Your objective:
All of the data should be restated exactly as it stands.
====== Source information ======
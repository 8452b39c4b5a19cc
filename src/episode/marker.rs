use std::path::Path;

use chrono::Utc;
use serde::{Deserialize, Serialize};

use crate::error::PersistError;
use crate::persist::write_json_atomic;

/// Sidecar written next to a downloaded file once it is complete.
///
/// Its presence is what marks the item as done; the watermark is only the
/// fast path in front of it.
#[derive(Debug, Clone, PartialEq, Eq, Serialize, Deserialize)]
pub struct Marker {
    pub subscription_title: String,
    pub subscription_url: String,
    pub item_title: String,
    #[serde(skip_serializing_if = "Option::is_none")]
    pub guid: Option<String>,
    /// Publish time, epoch seconds
    pub published: i64,
    pub enclosure_url: String,
    #[serde(skip_serializing_if = "Option::is_none")]
    pub mime_type: Option<String>,
    pub audio_filename: String,
    pub bytes: u64,
    pub content_hash: String,
    pub downloaded_at: String,
}

impl Marker {
    /// Stamp the marker with the current time
    pub fn touch(mut self) -> Self {
        self.downloaded_at = Utc::now().to_rfc3339();
        self
    }
}

/// Atomically write a marker to `path`
pub fn write_marker(marker: &Marker, path: &Path) -> Result<(), PersistError> {
    write_json_atomic(path, marker)
}

/// Read a marker back from disk
pub fn read_marker(path: &Path) -> Result<Marker, PersistError> {
    let content = std::fs::read_to_string(path).map_err(|e| PersistError::Io {
        path: path.to_path_buf(),
        source: e,
    })?;
    Ok(serde_json::from_str(&content)?)
}

/// Whether the item owning `path` has already been downloaded
pub fn marker_exists(path: &Path) -> bool {
    path.is_file()
}

#[cfg(test)]
mod tests {
    use super::*;
    use tempfile::tempdir;

    fn make_marker() -> Marker {
        Marker {
            subscription_title: "Show".to_string(),
            subscription_url: "https://example.com/feed.xml".to_string(),
            item_title: "Episode 1".to_string(),
            guid: Some("ep-1".to_string()),
            published: 1_705_321_805,
            enclosure_url: "https://example.com/ep1.mp3".to_string(),
            mime_type: Some("audio/mpeg".to_string()),
            audio_filename: "Show-2024-01-15 12-30-05.mp3".to_string(),
            bytes: 18,
            content_hash: "sha256:abc123".to_string(),
            downloaded_at: String::new(),
        }
        .touch()
    }

    #[test]
    fn write_and_read_back() {
        let dir = tempdir().unwrap();
        let path = dir.path().join("marker.json");
        let marker = make_marker();

        assert!(!marker_exists(&path));
        write_marker(&marker, &path).unwrap();

        assert!(marker_exists(&path));
        assert_eq!(read_marker(&path).unwrap(), marker);
    }

    #[test]
    fn touch_sets_download_time() {
        assert!(!make_marker().downloaded_at.is_empty());
    }

    #[test]
    fn optional_fields_are_omitted() {
        let mut marker = make_marker();
        marker.guid = None;
        marker.mime_type = None;

        let json = serde_json::to_string(&marker).unwrap();
        assert!(!json.contains("guid"));
        assert!(!json.contains("mime_type"));
    }

    #[test]
    fn read_nonexistent_returns_error() {
        let dir = tempdir().unwrap();
        assert!(read_marker(&dir.path().join("missing.json")).is_err());
    }
}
======
Response area:
repository 8452b39c4b5a19cc
filename src/episode/marker.rs
use std::path::Path;

use chrono::Utc;
use serde::{Deserialize, Serialize};

use crate::error::PersistError;
use crate::persist::write_json_atomic;

/// Sidecar written next to a downloaded file once it is complete.
///
/// Its presence is what marks the item as done; the watermark is only the
/// fast path in front of it.
#[derive(Debug, Clone, PartialEq, Eq, Serialize, Deserialize)]
pub struct Marker {
    pub subscription_title: String,
    pub subscription_url: String,
    pub item_title: String,
    #[serde(skip_serializing_if = "Option::is_none")]
    pub guid: Option<String>,
    /// Publish time, epoch seconds
    pub published: i64,
    pub enclosure_url: String,
    #[serde(skip_serializing_if = "Option::is_none")]
    pub mime_type: Option<String>,
    pub audio_filename: String,
    pub bytes: u64,
    pub content_hash: String,
    pub downloaded_at: String,
}

impl Marker {
    /// Stamp the marker with the current time
    pub fn touch(mut self) -> Self {
        self.downloaded_at = Utc::now().to_rfc3339();
        self
    }
}

/// Atomically write a marker to `path`
pub fn write_marker(marker: &Marker, path: &Path) -> Result<(), PersistError> {
    write_json_atomic(path, marker)
}

/// Read a marker back from disk
pub fn read_marker(path: &Path) -> Result<Marker, PersistError> {
    let content = std::fs::read_to_string(path).map_err(|e| PersistError::Io {
        path: path.to_path_buf(),
        source: e,
    })?;
    Ok(serde_json::from_str(&content)?)
}

/// Whether the item owning `path` has already been downloaded
pub fn marker_exists(path: &Path) -> bool {
    path.is_file()
}

#[cfg(test)]
mod tests {
    use super::*;
    use tempfile::tempdir;

    fn make_marker() -> Marker {
        Marker {
            subscription_title: "Show".to_string(),
            subscription_url: "https://example.com/feed.xml".to_string(),
            item_title: "Episode 1".to_string(),
            guid: Some("ep-1".to_string()),
            published: 1_705_321_805,
            enclosure_url: "https://example.com/ep1.mp3".to_string(),
            mime_type: Some("audio/mpeg".to_string()),
            audio_filename: "Show-2024-01-15 12-30-05.mp3".to_string(),
            bytes: 18,
            content_hash: "sha256:abc123".to_string(),
            downloaded_at: String::new(),
        }
        .touch()
    }

    #[test]
    fn write_and_read_back() {
        let dir = tempdir().unwrap();
        let path = dir.path().join("marker.json");
        let marker = make_marker();

        assert!(!marker_exists(&path));
        write_marker(&marker, &path).unwrap();

        assert!(marker_exists(&path));
        assert_eq!(read_marker(&path).unwrap(), marker);
    }

    #[test]
    fn touch_sets_download_time() {
        assert!(!make_marker().downloaded_at.is_empty());
    }

    #[test]
    fn optional_fields_are_omitted() {
        let mut marker = make_marker();
        marker.guid = None;
        marker.mime_type = None;

        let json = serde_json::to_string(&marker).unwrap();
        assert!(!json.contains("guid"));
        assert!(!json.contains("mime_type"));
    }

    #[test]
    fn read_nonexistent_returns_error() {
        let dir = tempdir().unwrap();
        assert!(read_marker(&dir.path().join("missing.json")).is_err());
    }
}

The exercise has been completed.